Pic Uno: "Kiss Kiss, Kill Kill"
Indeed her voluptuous, inviting lips look...uh, voluptuous and inviting be beware ye wandering ronin samurai for her many hear told tale of such a vixen sought to devour swordsmen and laymen -- alike. Known to consume the very soul of a person whole; leaving nothing left to be found. Head what i say or it due shall be your last.
Pic Dos: "Pip! PIP!?! Hurray."
Ah... the days of old(ish). Seriously, the more i see you play of PSX games the more i love my DS for it's full-on, throwback approach to resurrecting game ideals from our past. I cant wait for FFIII. But alas, i shall.
Pic Threeo: "Dont make me clean your colon out with soap, mister!"
Colons. Farting. Butts. Funny.
Pic Fouro: "Psst, do you think she's WITH somebody?"
Ah, i love looking at you in the pictures. I was thinking about making a harness that had a set frame about 6" from my face so that i could walk around with you always in the picture. It is a plan i need to see through to it's end.

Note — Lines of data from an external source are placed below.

use std::sync::Arc;

use crate::error::{RegistryError, RegistryResult};
use crate::schema::Schema;
use crate::value::{Ref, Refs, Sealer, Value};

/// A decoded instance of a [`Schema`]: one value per field, in field order.
#[derive(Clone, Debug, PartialEq)]
pub struct Object {
    schema: Arc<Schema>,
    values: Vec<Value>,
}

impl Object {
    /// A new object with every field at its zero value.
    pub fn new(schema: Arc<Schema>) -> Self {
        let values = schema.fields.iter().map(|f| f.kind.default_value()).collect();
        Self { schema, values }
    }

    /// Assemble from decoded values. The caller has checked them against
    /// the schema.
    pub(crate) fn from_parts(schema: Arc<Schema>, mut values: Vec<Value>) -> Self {
        for (field, value) in schema.fields.iter().zip(values.iter_mut()) {
            field.kind.annotate(value);
        }
        Self { schema, values }
    }

    pub fn schema(&self) -> &Arc<Schema> {
        &self.schema
    }

    /// Values in field order.
    pub fn values(&self) -> &[Value] {
        &self.values
    }

    pub fn get(&self, field: &str) -> Option<&Value> {
        let (idx, _) = self.schema.field(field)?;
        self.values.get(idx)
    }

    /// Mutable access to a field. Reference fields are edited in place, so
    /// this is how nested handles are reached.
    pub fn get_mut(&mut self, field: &str) -> RegistryResult<&mut Value> {
        let (idx, _) = self.schema.field(field).ok_or_else(|| self.no_such(field))?;
        Ok(&mut self.values[idx])
    }

    /// Replace a field, checking its kind.
    pub fn set(&mut self, field: &str, value: impl Into<Value>) -> RegistryResult<()> {
        let (idx, desc) = self.schema.field(field).ok_or_else(|| self.no_such(field))?;
        let mut value = value.into();
        if !desc.kind.accepts(&value) {
            return Err(RegistryError::TypeMismatch {
                field: field.to_string(),
                expected: desc.kind.to_string(),
                actual: value.kind_name().to_string(),
            });
        }
        if let (Value::Ref(r), crate::schema::Kind::Ref(name)) = (&value, &desc.kind) {
            if let Some(target) = r.target() {
                if target.schema().name != *name {
                    return Err(RegistryError::TypeMismatch {
                        field: field.to_string(),
                        expected: desc.kind.to_string(),
                        actual: format!("ref<{}>", target.schema().name),
                    });
                }
            }
        }
        desc.kind.annotate(&mut value);
        self.values[idx] = value;
        Ok(())
    }

    /// Builder form of [`set`](Self::set).
    pub fn with(mut self, field: &str, value: impl Into<Value>) -> RegistryResult<Self> {
        self.set(field, value)?;
        Ok(self)
    }

    pub fn get_str(&self, field: &str) -> Option<&str> {
        match self.get(field)? {
            Value::Str(s) => Some(s),
            _ => None,
        }
    }

    /// Any unsigned integer field, widened.
    pub fn get_u64(&self, field: &str) -> Option<u64> {
        match self.get(field)? {
            Value::U8(v) => Some(u64::from(*v)),
            Value::U16(v) => Some(u64::from(*v)),
            Value::U32(v) => Some(u64::from(*v)),
            Value::U64(v) => Some(*v),
            _ => None,
        }
    }

    pub fn ref_mut(&mut self, field: &str) -> RegistryResult<&mut Ref> {
        let kind = self.kind_of(field)?;
        match self.get_mut(field)? {
            Value::Ref(r) => Ok(r),
            other => Err(mismatch(field, kind, other)),
        }
    }

    pub fn refs_mut(&mut self, field: &str) -> RegistryResult<&mut Refs> {
        let kind = self.kind_of(field)?;
        match self.get_mut(field)? {
            Value::Refs(rs) => Ok(rs),
            other => Err(mismatch(field, kind, other)),
        }
    }

    /// Seal every handle below this object. Returns `true` if any of their
    /// hashes changed, which means this object must be re-encoded too.
    pub(crate) fn seal(&mut self, sealer: &mut Sealer<'_>) -> RegistryResult<bool> {
        let mut changed = false;
        for value in &mut self.values {
            changed |= value.seal(sealer)?;
        }
        Ok(changed)
    }

    fn kind_of(&self, field: &str) -> RegistryResult<String> {
        self.schema
            .field(field)
            .map(|(_, f)| f.kind.to_string())
            .ok_or_else(|| self.no_such(field))
    }

    fn no_such(&self, field: &str) -> RegistryError {
        RegistryError::NoSuchField {
            schema: self.schema.name.clone(),
            field: field.to_string(),
        }
    }
}

fn mismatch(field: &str, expected: String, actual: &Value) -> RegistryError {
    RegistryError::TypeMismatch {
        field: field.to_string(),
        expected,
        actual: actual.kind_name().to_string(),
    }
}

#[cfg(test)]
mod tests {
    use super::*;
    use crate::schema::Kind;

    fn user() -> Arc<Schema> {
        Arc::new(
            Schema::builder("User")
                .field("name", Kind::Str)
                .field("age", Kind::U16)
                .field("best", Kind::Ref("User".into()))
                .build(),
        )
    }

    #[test]
    fn new_object_has_zero_values() {
        let obj = Object::new(user());
        assert_eq!(obj.get_str("name"), Some(""));
        assert_eq!(obj.get_u64("age"), Some(0));
        assert!(matches!(obj.get("best"), Some(Value::Ref(r)) if r.is_blank()));
    }

    #[test]
    fn set_checks_kind() {
        let mut obj = Object::new(user());
        obj.set("name", "alice").unwrap();
        assert_eq!(obj.get_str("name"), Some("alice"));
        let err = obj.set("age", "old").unwrap_err();
        assert!(matches!(err, RegistryError::TypeMismatch { .. }));
    }

    #[test]
    fn unknown_field() {
        let mut obj = Object::new(user());
        assert!(matches!(
            obj.set("email", "x"),
            Err(RegistryError::NoSuchField { .. })
        ));
    }

    #[test]
    fn ref_field_checks_target_schema() {
        let other = Arc::new(Schema::builder("Other").build());
        let mut obj = Object::new(user());
        let err = obj.set("best", Ref::to(Object::new(other))).unwrap_err();
        assert!(matches!(err, RegistryError::TypeMismatch { .. }));
        obj.set("best", Ref::to(Object::new(user()))).unwrap();
        assert_eq!(obj.ref_mut("best").unwrap().schema_name(), Some("User"));
    }

    #[test]
    fn accessor_of_wrong_kind() {
        let mut obj = Object::new(user());
        assert!(matches!(
            obj.refs_mut("best"),
            Err(RegistryError::TypeMismatch { .. })
        ));
    }
}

Pic Funf: "Hey! Zombies recycle too!"
No, really, they do. There's nuthin a zombie likes less than having to pick up garbagé of others. Is it me or doesnt it seem like the bottom "child" in the picture should be saying "rrAARR" before and after each and every statement.
Pic Six: "WINE! BEER! GARDENS?!"
Inside that tree is the most slipperiest, slidiest slide-y slide ever. Ever.

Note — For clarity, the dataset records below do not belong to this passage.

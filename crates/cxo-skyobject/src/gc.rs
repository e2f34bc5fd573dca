//! Pruning of Root histories and the orphan sweep.
//!
//! Dropping a Root releases the reference it holds on its top object. The
//! release cascades through edges only where a refcount reaches zero, so
//! any subtree still reachable from a retained Root keeps its count and
//! stays stored.

use cxo_crypto::PubKey;
use cxo_types::Hash;
use serde::{Deserialize, Serialize};
use tracing::{debug, info};

use crate::container::{Container, State};
use crate::error::{ObjectError, ObjectResult};
use crate::event::ContainerEvent;
use crate::persist::RootRecord;
use crate::root::FillState;

/// What a prune removed.
#[derive(Clone, Debug, Default, PartialEq, Eq, Serialize, Deserialize)]
pub struct PruneReport {
    /// Sequence numbers of the dropped Roots.
    pub roots: Vec<u64>,
    /// Number of objects deleted from the store.
    pub objects: usize,
}

impl Container {
    /// Keep the newest `keep` Roots of a feed (at least one) and drop the
    /// rest. The newest full Root is always kept, even when it is older.
    pub fn prune_feed(&self, feed: &PubKey, keep: usize) -> ObjectResult<PruneReport> {
        let keep = keep.max(1);
        let mut state = self.lock();
        let State { feeds, graph } = &mut *state;
        let f = feeds.get_mut(feed).ok_or(ObjectError::FeedNotFound(*feed))?;

        let newest_full = f
            .roots
            .iter()
            .rev()
            .find(|(_, e)| e.state == FillState::Full)
            .map(|(seq, _)| *seq);
        let mut doomed: Vec<u64> = f
            .roots
            .keys()
            .rev()
            .skip(keep)
            .copied()
            .filter(|seq| Some(*seq) != newest_full)
            .collect();
        doomed.reverse();

        let mut tops: Vec<Hash> = Vec::with_capacity(doomed.len());
        for seq in &doomed {
            self.journal(RootRecord::Drop { feed: *feed, seq: *seq })?;
            if let Some(entry) = f.roots.remove(seq) {
                tops.push(entry.root.hash);
            }
        }
        let removed = graph.release(self.store(), &self.inner.known_full, tops)?;
        drop(state);

        for seq in &doomed {
            self.emit(ContainerEvent::RootDropped { feed: *feed, seq: *seq });
        }
        if !doomed.is_empty() {
            info!(
                feed = %feed.short_hex(),
                roots = doomed.len(),
                objects = removed.len(),
                "feed pruned"
            );
        }
        Ok(PruneReport {
            roots: doomed,
            objects: removed.len(),
        })
    }

    /// Delete every refcount-0 entry that is not pinned, cascading into its
    /// edges. Returns the number of objects deleted.
    pub fn sweep_orphans(&self) -> ObjectResult<usize> {
        let mut state = self.lock();
        let mut orphans = Vec::new();
        self.store().iterate(&mut |key, _, rc| {
            if rc == 0 {
                orphans.push(*key);
            }
            true
        })?;

        let mut removed = 0;
        for key in orphans {
            removed += state
                .graph
                .remove_orphan(self.store(), &self.inner.known_full, &key)?
                .len();
        }
        drop(state);
        debug!(removed, "orphan sweep done");
        Ok(removed)
    }
}

#[cfg(test)]
mod tests {
    use std::sync::Arc;

    use cxo_crypto::SecretKey;
    use cxo_registry::{Kind, Object, Registry, Schema};
    use cxo_store::{Cxds, DiskCxds};
    use proptest::prelude::*;

    use super::*;
    use crate::config::ContainerConfig;
    use crate::root::Root;

    fn registry() -> Arc<Registry> {
        let reg = Registry::new();
        reg.register(Schema::builder("Item").field("name", Kind::Str).build())
            .unwrap();
        Arc::new(reg)
    }

    fn item(c: &Container, name: &str) -> Object {
        c.registry().object("Item").unwrap().with("name", name).unwrap()
    }

    fn rc(c: &Container, key: &Hash) -> Option<u32> {
        c.store().get(key).unwrap().map(|(_, rc)| rc)
    }

    // -----------------------------------------------------------------------
    // Pruning
    // -----------------------------------------------------------------------

    #[test]
    fn pruning_keeps_subtrees_shared_with_retained_roots() {
        let c = Container::in_memory(registry());
        let sk = SecretKey::generate();
        let mut pack = c.create_pack(&sk).unwrap();
        pack.append(item(&c, "shared")).unwrap();
        pack.append(item(&c, "old")).unwrap();
        let r0 = pack.save().unwrap();
        let shared = pack.items()[0].hash();
        let old = pack.items()[1].hash();

        pack.set_ref_by_index(1, item(&c, "new")).unwrap();
        let r1 = pack.save().unwrap();
        let new = pack.items()[1].hash();
        assert_eq!(rc(&c, &shared), Some(2));

        let report = c.prune_feed(&sk.pub_key(), 1).unwrap();
        assert_eq!(report.roots, vec![0]);
        assert_eq!(report.objects, 2);

        assert_eq!(rc(&c, &shared), Some(1));
        assert_eq!(rc(&c, &new), Some(1));
        assert_eq!(rc(&c, &old), None);
        assert_eq!(rc(&c, &r0.hash), None);
        assert_eq!(rc(&c, &r1.hash), Some(1));
        assert!(matches!(
            c.root_by_seq(&sk.pub_key(), 0),
            Err(ObjectError::RootNotFound { seq: 0, .. })
        ));
    }

    #[test]
    fn newest_full_root_survives_pruning() {
        let c = Container::in_memory(registry());
        let sk = SecretKey::generate();
        let mut pack = c.create_pack(&sk).unwrap();
        pack.append(item(&c, "a")).unwrap();
        let full = pack.save().unwrap();

        // Two newer Roots whose trees never arrive.
        for seq in 1..3 {
            let r = Root::sign(&sk, seq, 0, full.digest(), Hash::sum(&seq.to_le_bytes()));
            c.receive_root(r).unwrap();
        }
        let report = c.prune_feed(&sk.pub_key(), 1).unwrap();
        assert_eq!(report.roots, vec![1]);
        assert_eq!(c.last_full_root(&sk.pub_key()), Some(full));
        assert_eq!(c.stat().unwrap().pending, 1);
    }

    #[test]
    fn keep_zero_still_keeps_the_latest() {
        let c = Container::in_memory(registry());
        let sk = SecretKey::generate();
        let mut pack = c.create_pack(&sk).unwrap();
        for i in 0..3 {
            pack.append(item(&c, &i.to_string())).unwrap();
            pack.save().unwrap();
        }
        c.prune_feed(&sk.pub_key(), 0).unwrap();
        assert_eq!(c.roots(&sk.pub_key()).unwrap().len(), 1);
        assert_eq!(c.stat().unwrap().store.objects, 4);
    }

    #[test]
    fn prune_of_unknown_feed_fails() {
        let c = Container::in_memory(registry());
        let pk = SecretKey::generate().pub_key();
        assert!(matches!(c.prune_feed(&pk, 1), Err(ObjectError::FeedNotFound(_))));
    }

    #[test]
    fn auto_prune_applies_after_fill() {
        let config = ContainerConfig {
            keep_roots: Some(2),
            ..ContainerConfig::default()
        };
        let c = Container::new(registry(), config).unwrap();
        let sk = SecretKey::generate();
        let mut pack = c.create_pack(&sk).unwrap();
        for i in 0..5 {
            pack.append(item(&c, &i.to_string())).unwrap();
            pack.save().unwrap();
        }
        let seqs: Vec<u64> = c
            .roots(&sk.pub_key())
            .unwrap()
            .iter()
            .map(|(r, _)| r.seq)
            .collect();
        assert_eq!(seqs, vec![3, 4]);
    }

    // -----------------------------------------------------------------------
    // Holds
    // -----------------------------------------------------------------------

    #[test]
    fn held_tree_outlives_its_root() {
        let c = Container::in_memory(registry());
        let sk = SecretKey::generate();
        let mut pack = c.create_pack(&sk).unwrap();
        pack.append(item(&c, "a")).unwrap();
        let r0 = pack.save().unwrap();
        let a = pack.items()[0].hash();
        assert!(c.hold(&r0).unwrap());

        pack.replace(Vec::new()).unwrap();
        pack.save().unwrap();
        c.prune_feed(&sk.pub_key(), 1).unwrap();

        // Parked at rc 0, children intact.
        assert_eq!(rc(&c, &r0.hash), Some(0));
        assert_eq!(rc(&c, &a), Some(1));
        assert_eq!(c.sweep_orphans().unwrap(), 0);

        c.unhold(&r0).unwrap();
        assert_eq!(rc(&c, &r0.hash), None);
        assert_eq!(rc(&c, &a), None);
    }

    #[test]
    fn held_root_that_is_retained_is_unaffected() {
        let c = Container::in_memory(registry());
        let sk = SecretKey::generate();
        let mut pack = c.create_pack(&sk).unwrap();
        pack.append(item(&c, "a")).unwrap();
        let r0 = pack.save().unwrap();
        c.hold(&r0).unwrap();
        c.unhold(&r0).unwrap();
        assert_eq!(rc(&c, &r0.hash), Some(1));
        assert!(c.is_full(&r0).unwrap());
    }

    // -----------------------------------------------------------------------
    // Sweep
    // -----------------------------------------------------------------------

    #[test]
    fn sweep_removes_parked_entries_left_by_a_restart() {
        let dir = tempfile::tempdir().unwrap();
        let config = ContainerConfig {
            data_dir: Some(dir.path().to_path_buf()),
            ..ContainerConfig::default()
        };
        let sk = SecretKey::generate();
        {
            let c = Container::new(registry(), config.clone()).unwrap();
            let mut pack = c.create_pack(&sk).unwrap();
            pack.append(item(&c, "a")).unwrap();
            let r0 = pack.save().unwrap();
            c.hold(&r0).unwrap();
            pack.replace(Vec::new()).unwrap();
            pack.save().unwrap();
            c.prune_feed(&sk.pub_key(), 1).unwrap();
            c.close().unwrap();
        }

        let c = Container::new(registry(), config).unwrap();
        // Old top, its item, and the new empty top.
        assert_eq!(c.stat().unwrap().store.objects, 3);
        assert_eq!(c.sweep_orphans().unwrap(), 2);
        assert_eq!(c.stat().unwrap().store.objects, 1);
        assert_eq!(c.sweep_orphans().unwrap(), 0);
    }

    #[test]
    fn sweep_leaves_live_objects_alone() {
        let dir = tempfile::tempdir().unwrap();
        let store = Arc::new(DiskCxds::open(&dir.path().join("objects")).unwrap());
        let c = Container::with_store(registry(), store, ContainerConfig::default()).unwrap();
        let sk = SecretKey::generate();
        let mut pack = c.create_pack(&sk).unwrap();
        pack.append(item(&c, "a")).unwrap();
        pack.save().unwrap();
        assert_eq!(c.sweep_orphans().unwrap(), 0);
        assert_eq!(c.stat().unwrap().store.objects, 2);
    }

    // -----------------------------------------------------------------------
    // Refcount balance
    // -----------------------------------------------------------------------

    #[derive(Clone, Debug)]
    enum Op {
        Append(u8),
        Remove(usize),
        Replace(Vec<u8>),
        Prune(usize),
    }

    fn op() -> impl Strategy<Value = Op> {
        prop_oneof![
            (0u8..6).prop_map(Op::Append),
            (0usize..8).prop_map(Op::Remove),
            proptest::collection::vec(0u8..6, 0..4).prop_map(Op::Replace),
            (1usize..3).prop_map(Op::Prune),
        ]
    }

    proptest! {
        #[test]
        fn refcounts_return_to_zero(ops in proptest::collection::vec(op(), 1..16)) {
            let c = Container::in_memory(registry());
            let sk = SecretKey::generate();
            let mut pack = c.create_pack(&sk).unwrap();
            for op in ops {
                match op {
                    Op::Append(n) => pack.append(item(&c, &n.to_string())).unwrap(),
                    Op::Remove(i) => {
                        if i < pack.len() {
                            pack.remove(i).unwrap();
                        }
                    }
                    Op::Replace(names) => {
                        let items = names
                            .iter()
                            .map(|n| cxo_registry::Dynamic::new(item(&c, &n.to_string())))
                            .collect();
                        pack.replace(items).unwrap();
                    }
                    Op::Prune(keep) => {
                        c.prune_feed(&sk.pub_key(), keep).unwrap();
                        continue;
                    }
                }
                pack.save().unwrap();
            }

            // Every stored refcount equals its in-degree from stored objects
            // plus the retained Roots pointing at it.
            let mut expected: std::collections::HashMap<Hash, u32> = Default::default();
            for (root, _) in c.roots(&sk.pub_key()).unwrap() {
                *expected.entry(root.hash).or_default() += 1;
            }
            let mut actual = std::collections::HashMap::new();
            c.store().iterate(&mut |key, bytes, rc| {
                actual.insert(*key, rc);
                for child in cxo_registry::codec::references(bytes) {
                    *expected.entry(child).or_default() += 1;
                }
                true
            }).unwrap();
            prop_assert_eq!(&actual, &expected);

            prop_assert!(c.del_feed(&sk.pub_key()).unwrap());
            prop_assert_eq!(c.stat().unwrap().store.objects, 0);
            prop_assert_eq!(c.stat().unwrap().pending, 0);
        }
    }
}
use cxo_crypto::PubKey;

use crate::root::Root;

/// Lifecycle notifications published by a [`Container`](crate::Container).
#[derive(Clone, Debug, PartialEq, Eq)]
pub enum ContainerEvent {
    FeedAdded(PubKey),
    FeedRemoved(PubKey),
    /// A Root from elsewhere was accepted.
    RootReceived(Root),
    /// A local Pack saved a new Root.
    RootSaved(Root),
    /// A Root's whole tree is present.
    RootFilled(Root),
    /// A Root was pruned.
    RootDropped { feed: PubKey, seq: u64 },
}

Pic Seven: "Ahhh... that damn chinaman ruined our picture"
What the FUCK am i doing there. I think i was doing a 'whoa, here's a silly pose' pose. It looks like im strolling along ala Mickey Mouse in Steamboat Willy thinking about how much great ham im about to eat. Mmm.. ham...
Eight is GRRRREAT!: "Longest chase scene ever"

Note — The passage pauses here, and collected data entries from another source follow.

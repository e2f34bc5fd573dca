use std::net::SocketAddr;
use std::path::Path;
use std::time::Duration;

use cxo_crypto::PubKey;
use cxo_skyobject::ContainerConfig;
use serde::{Deserialize, Serialize};

use crate::error::{SyncError, SyncResult};

/// Configuration of a [`Node`](crate::Node).
#[derive(Clone, Debug, PartialEq, Eq, Serialize, Deserialize)]
#[serde(default)]
pub struct NodeConfig {
    /// Address to accept TCP connections on.
    pub listen: Option<SocketAddr>,
    /// Peers to connect to on start.
    pub peers: Vec<SocketAddr>,
    /// Hex public keys of feeds to replicate.
    pub feeds: Vec<String>,
    /// Cap on requests in flight per connection.
    pub max_outstanding_requests: usize,
    pub request_timeout_ms: u64,
    /// Re-sends of a timed-out request before the peer is given up on.
    pub max_retries: u32,
    /// Capacity of each connection's outgoing queue.
    pub queue_capacity: usize,
    /// How long a full outgoing queue may block before the connection is
    /// dropped.
    pub enqueue_timeout_ms: u64,
    pub tick_interval_ms: u64,
    pub disconnect_on_violation: bool,
    /// Answer feed listing requests.
    pub public: bool,
    pub max_message_size: usize,
    pub container: ContainerConfig,
}

impl Default for NodeConfig {
    fn default() -> Self {
        Self {
            listen: None,
            peers: Vec::new(),
            feeds: Vec::new(),
            max_outstanding_requests: 64,
            request_timeout_ms: 10_000,
            max_retries: 3,
            queue_capacity: 256,
            enqueue_timeout_ms: 5_000,
            tick_interval_ms: 250,
            disconnect_on_violation: true,
            public: false,
            max_message_size: cxo_protocol::MAX_MESSAGE_SIZE,
            container: ContainerConfig::default(),
        }
    }
}

impl NodeConfig {
    pub fn from_toml_str(s: &str) -> SyncResult<Self> {
        let config: Self = toml::from_str(s).map_err(|e| SyncError::Config(e.to_string()))?;
        config.validate()?;
        Ok(config)
    }

    /// Load and validate a TOML file.
    pub fn load(path: &Path) -> SyncResult<Self> {
        let text = std::fs::read_to_string(path)?;
        Self::from_toml_str(&text)
    }

    pub fn to_toml_string(&self) -> SyncResult<String> {
        toml::to_string_pretty(self).map_err(|e| SyncError::Config(e.to_string()))
    }

    pub fn validate(&self) -> SyncResult<()> {
        let positive = [
            ("max_outstanding_requests", self.max_outstanding_requests as u64),
            ("request_timeout_ms", self.request_timeout_ms),
            ("queue_capacity", self.queue_capacity as u64),
            ("enqueue_timeout_ms", self.enqueue_timeout_ms),
            ("tick_interval_ms", self.tick_interval_ms),
            ("max_message_size", self.max_message_size as u64),
        ];
        for (name, value) in positive {
            if value == 0 {
                return Err(SyncError::Config(format!("{name} must be positive")));
            }
        }
        self.feed_keys()?;
        self.container
            .validate()
            .map_err(|e| SyncError::Config(e.to_string()))
    }

    /// The configured feeds, parsed.
    pub fn feed_keys(&self) -> SyncResult<Vec<PubKey>> {
        self.feeds
            .iter()
            .map(|hex| {
                PubKey::from_hex(hex)
                    .map_err(|e| SyncError::Config(format!("feed {hex:?}: {e}")))
            })
            .collect()
    }

    pub fn request_timeout(&self) -> Duration {
        Duration::from_millis(self.request_timeout_ms)
    }

    pub fn enqueue_timeout(&self) -> Duration {
        Duration::from_millis(self.enqueue_timeout_ms)
    }

    pub fn tick_interval(&self) -> Duration {
        Duration::from_millis(self.tick_interval_ms)
    }
}

#[cfg(test)]
mod tests {
    use cxo_crypto::SecretKey;

    use super::*;

    #[test]
    fn default_config() {
        let c = NodeConfig::default();
        assert!(c.listen.is_none());
        assert_eq!(c.max_outstanding_requests, 64);
        assert_eq!(c.request_timeout(), Duration::from_secs(10));
        assert_eq!(c.max_retries, 3);
        assert_eq!(c.queue_capacity, 256);
        assert!(c.disconnect_on_violation);
        assert!(!c.public);
        assert_eq!(c.max_message_size, 16 * 1024 * 1024);
        assert!(c.validate().is_ok());
    }

    #[test]
    fn partial_toml_fills_defaults() {
        let pk = SecretKey::generate().pub_key();
        let text = format!(
            r#"
listen = "127.0.0.1:8870"
peers = ["10.0.0.2:8870"]
feeds = ["{}"]
public = true

[container]
keep_roots = 3
"#,
            pk.to_hex()
        );
        let c = NodeConfig::from_toml_str(&text).unwrap();
        assert_eq!(c.listen, Some("127.0.0.1:8870".parse().unwrap()));
        assert_eq!(c.peers.len(), 1);
        assert_eq!(c.feed_keys().unwrap(), vec![pk]);
        assert!(c.public);
        assert_eq!(c.container.keep_roots, Some(3));
        assert_eq!(c.container.refs_degree, 16);
        assert_eq!(c.queue_capacity, 256);
    }

    #[test]
    fn toml_roundtrip() {
        let c = NodeConfig {
            public: true,
            max_retries: 5,
            ..NodeConfig::default()
        };
        let text = c.to_toml_string().unwrap();
        assert_eq!(NodeConfig::from_toml_str(&text).unwrap(), c);
    }

    #[test]
    fn invalid_values_are_rejected() {
        assert!(matches!(
            NodeConfig::from_toml_str("queue_capacity = 0"),
            Err(SyncError::Config(_))
        ));
        assert!(matches!(
            NodeConfig::from_toml_str("feeds = [\"not-hex\"]"),
            Err(SyncError::Config(_))
        ));
        assert!(matches!(
            NodeConfig::from_toml_str("[container]\nrefs_degree = 1"),
            Err(SyncError::Config(_))
        ));
        assert!(NodeConfig::from_toml_str("max_retries = \"x\"").is_err());
    }

    #[test]
    fn load_from_file() {
        let dir = tempfile::tempdir().unwrap();
        let path = dir.path().join("node.toml");
        std::fs::write(&path, "tick_interval_ms = 50\n").unwrap();
        assert_eq!(NodeConfig::load(&path).unwrap().tick_interval_ms, 50);
        assert!(NodeConfig::load(&dir.path().join("absent.toml")).is_err());
    }
}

Im not sure whats better. Some kiddo thinking he's Draco whilst he forever chases those dern Gryphendorph kids (and there little dog too!) -- or... the fat man looking on with a beer in hand standing next to the "B-B-Q Beef" quite stout and 'bout ready to pounce like a puma. On what? That checkered-flag of a pale.
...to be continued... (we are getting burgers wewt)
ROFLMAO!!!
Between you and King, I think I've nearly pissed myself laughing. I love you two! Rock on!
And I'll check back for the rest of King's comments on your pictures. :D
I just hate those standard pre-written letters. They really expect us to believe the crap written on them?
Your adventure at the fair sounded fun... shame you didn't get a pic of this so called smoke on a stick!
ohh... and the colon cleansing thing... yeah... I saw this horrific thing once on MTV about it. It's haunting. Can you believe there are people making a living off cleaning the shit out of your bowels??